WHAT IS HIP BURSITIS?
Hip bursitis is a painful condition that occurs due to the swelling of bursae, which are small jelly-like sacs located throughout the body that acts as a cushion between the bone and the overlying soft tissues to reduce friction between them.
There are two major bursae in the hip that typically become irritated and inflamed:
- Trochanteric Bursa
The trochanteric bursa is located on the outside of the hip between the greater trochanter of the femur and the gluteal muscles. Inflammation of this bursa is called trochanteric bursitis and is a common cause of hip pain.
- Iliopsoas bursa
The iliopsoas bursa is located on the inside (groin side) of the hip. When this bursa becomes inflamed, the condition is referred to as iliopsoas bursitis. This pain is located in the groin area.
WHAT ARE THE SYMPTOMS OF HIP BURSITIS?
The primary symptom of hip bursitis is swelling and pain at the point of the hip.

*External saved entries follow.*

use kube::{
    api::{Patch, PatchParams, Resource},
    core::ClusterResourceScope,
    Api, Client, Error,
};
use serde::{de::DeserializeOwned, Serialize};
use serde_json::{json, Value};
use std::{clone::Clone, fmt::Debug};

use super::FINALIZER_NAME;

/// Adds the operator's finalizer to a cluster-scoped `T` resource.
/// If the finalizer already exists, this action has no effect.
///
/// Note: Does not check for resource's existence for simplicity.
pub async fn add<T>(client: Client, name: &str) -> Result<T, Error>
where
    T: Clone + Resource<Scope = ClusterResourceScope> + Serialize + DeserializeOwned + Debug,
    <T as Resource>::DynamicType: Default,
{
    let api: Api<T> = Api::all(client);
    let finalizer: Value = json!({
        "metadata": {
            "finalizers": [FINALIZER_NAME]
        }
    });
    let patch: Patch<&Value> = Patch::Merge(&finalizer);
    api.patch(name, &PatchParams::default(), &patch).await
}

/// Removes all finalizers from a cluster-scoped `T` resource. If there
/// are no finalizers already, this action has no effect.
pub async fn delete<T>(client: Client, name: &str) -> Result<T, Error>
where
    T: Clone + Resource<Scope = ClusterResourceScope> + Serialize + DeserializeOwned + Debug,
    <T as Resource>::DynamicType: Default,
{
    let api: Api<T> = Api::all(client);
    let finalizer: Value = json!({
        "metadata": {
            "finalizers": null
        }
    });
    let patch: Patch<&Value> = Patch::Merge(&finalizer);
    api.patch(name, &PatchParams::default(), &patch).await
}
use serde_json::Value;

/// Deep merge `desired` onto `live`, overwriting only the fields that
/// `desired` sets. Objects are merged key by key so fields populated by
/// the server (`metadata.resourceVersion`, `spec.clusterIP`, extra
/// ConfigMap keys) survive; any other value, arrays included, replaces
/// the live value wholesale.
/// Source: https://stackoverflow.com/questions/47070876/how-can-i-merge-two-json-objects-with-rust
pub fn merge(live: &mut Value, desired: &Value) {
    if let Value::Object(live) = live {
        if let Value::Object(desired) = desired {
            for (k, v) in desired {
                merge(live.entry(k.clone()).or_insert(Value::Null), v);
            }
            return;
        }
    }
    *live = desired.clone();
}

Other common symptoms include:
- Pain when moving
- Pain when sleeping on the affected hip
- Pain when getting up after being seated for awhile
- Pain that extends to the outside of the thigh
- Tenderness at the bursa
WHAT ARE THE CAUSES AND RISK FACTORS OF HIP BURSITIS?

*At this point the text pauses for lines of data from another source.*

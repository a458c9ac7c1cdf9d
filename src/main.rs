use clap::Parser;
use kube::client::Client;
use tracing_subscriber::{layer::SubscriberExt, util::SubscriberInitExt, EnvFilter};

mod configs;
mod manifest;
mod settings;
mod transform;
mod util;
mod validate;

#[cfg(feature = "metrics")]
mod metrics;


use settings::{OperatorConfig, Settings};

/// Top-level CLI configuration for the binary. Any command line
/// flags should go in here.
#[derive(Parser)]
#[command(author, version, about, long_about = None)]
struct Cli {
    #[command(flatten)]
    settings: Settings,

    /// Prometheus metrics server scrape port. Disabled by default.
    #[cfg(feature = "metrics")]
    #[arg(long, env = "METRICS_PORT")]
    metrics_port: Option<u16>,
}

/// Secondary entrypoint that resolves the configuration and runs the controller.
async fn run(client: Client, cli: Cli) {
    #[cfg(feature = "metrics")]
    if let Some(metrics_port) = cli.metrics_port {
        tokio::spawn(metrics::run_server(metrics_port));
    }

    let config = match OperatorConfig::from_settings(cli.settings) {
        Ok(config) => config,
        Err(e) => {
            tracing::error!(error = %e, "Invalid configuration");
            std::process::exit(1);
        }
    };

    if let Err(e) = configs::run(client, config).await {
        panic!("controller failed: {}", e);
    }

    panic!("exited unexpectedly");
}

/// Main entrypoint that sets up the environment before running the secondary entrypoint `run`.
#[tokio::main]
async fn main() {
    // A panic on any thread exits the process with a non-zero code so the
    // container is restarted.
    let default_panic = std::panic::take_hook();
    std::panic::set_hook(Box::new(move |info| {
        default_panic(info);
        std::process::exit(1);
    }));

    tracing_subscriber::registry()
        .with(tracing_subscriber::fmt::layer())
        .with(EnvFilter::try_from_default_env().unwrap_or_else(|_| EnvFilter::new("info")))
        .init();

    let cli = Cli::parse();

    // In-cluster, the kubeconfig will be set by the service account.
    let client: Client = Client::try_default()
        .await
        .expect("Expected a valid KUBECONFIG environment variable.");

    run(client, cli).await;
}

Common risk factors of hip bursitis include:
Elderly have a higher risk
Women have a higher risk
- Repetitive overuse of the hip
This can occur when running, stair climbing, bicycling, or standing for long periods of time
- Sustaining a hip injury
Falling onto your hip, bumping your hip, or lying on one side of your body for an extended period of time can cause hip injury
- Spinal conditions
This includes scoliosis, arthritis of the lumbar (lower) spine, and other spine problems
- Unequal leg length
When one leg is significantly shorter than the other (more than an inch), it affects the way you walk, leading to imbalance
- Rheumatoid arthritis
This makes the bursa more likely to become inflamed
- Previous surgery
Previous surgery around the hip or prosthetic implants in the hip can irritate the bursa causing inflammation
- Bone spurs or calcium deposits
These can develop within the tendons that attach muscles to the trochanter, and can irritate the bursa and cause inflammation
WHAT IS THE DIAGNOSIS OF HIP BURSTITIS?
A history of the injury and a physical examination of the hip will be conducted by the Doctor. During the physical examination, the doctor will look for tenderness in the hip area and the location of pain.
Imaging tests will be taken, such as an x-ray and MRI scan to help the doctor confirm the diagnosis.
WHAT ARE THE TREATMENT OPTIONS FOR HIP BURSITIS?
Many people with hip bursitis can experience pain relief with nonsurgical treatment, including:
- Nonsteroidal anti-inflammatory drugs (NSAIDs) to reduce pain and swelling
- Steroid injections such as corticosteroid directly into the joint to reduce inflammation and pain
- Physiotherapy to regain hip strength and increase your range of motion
- Avoiding activities that involves the overuse of the hip, such as climbing
- Avoiding pressure on the hip joint
- Aspiration of bursa fluid to relieve pressure
Should these methods be ineffective in relieving pain, surgery may be recommended to remove the inflamed bursa.
WHAT IS THE RECOVERY PROCESS AFTER SURGERY FOR HIP BURSITIS?
If you have undergone surgery for your hip bursitis, expect to use crutches for a few days. Typically, you will be able to start walking by yourself on the same day of the surgery.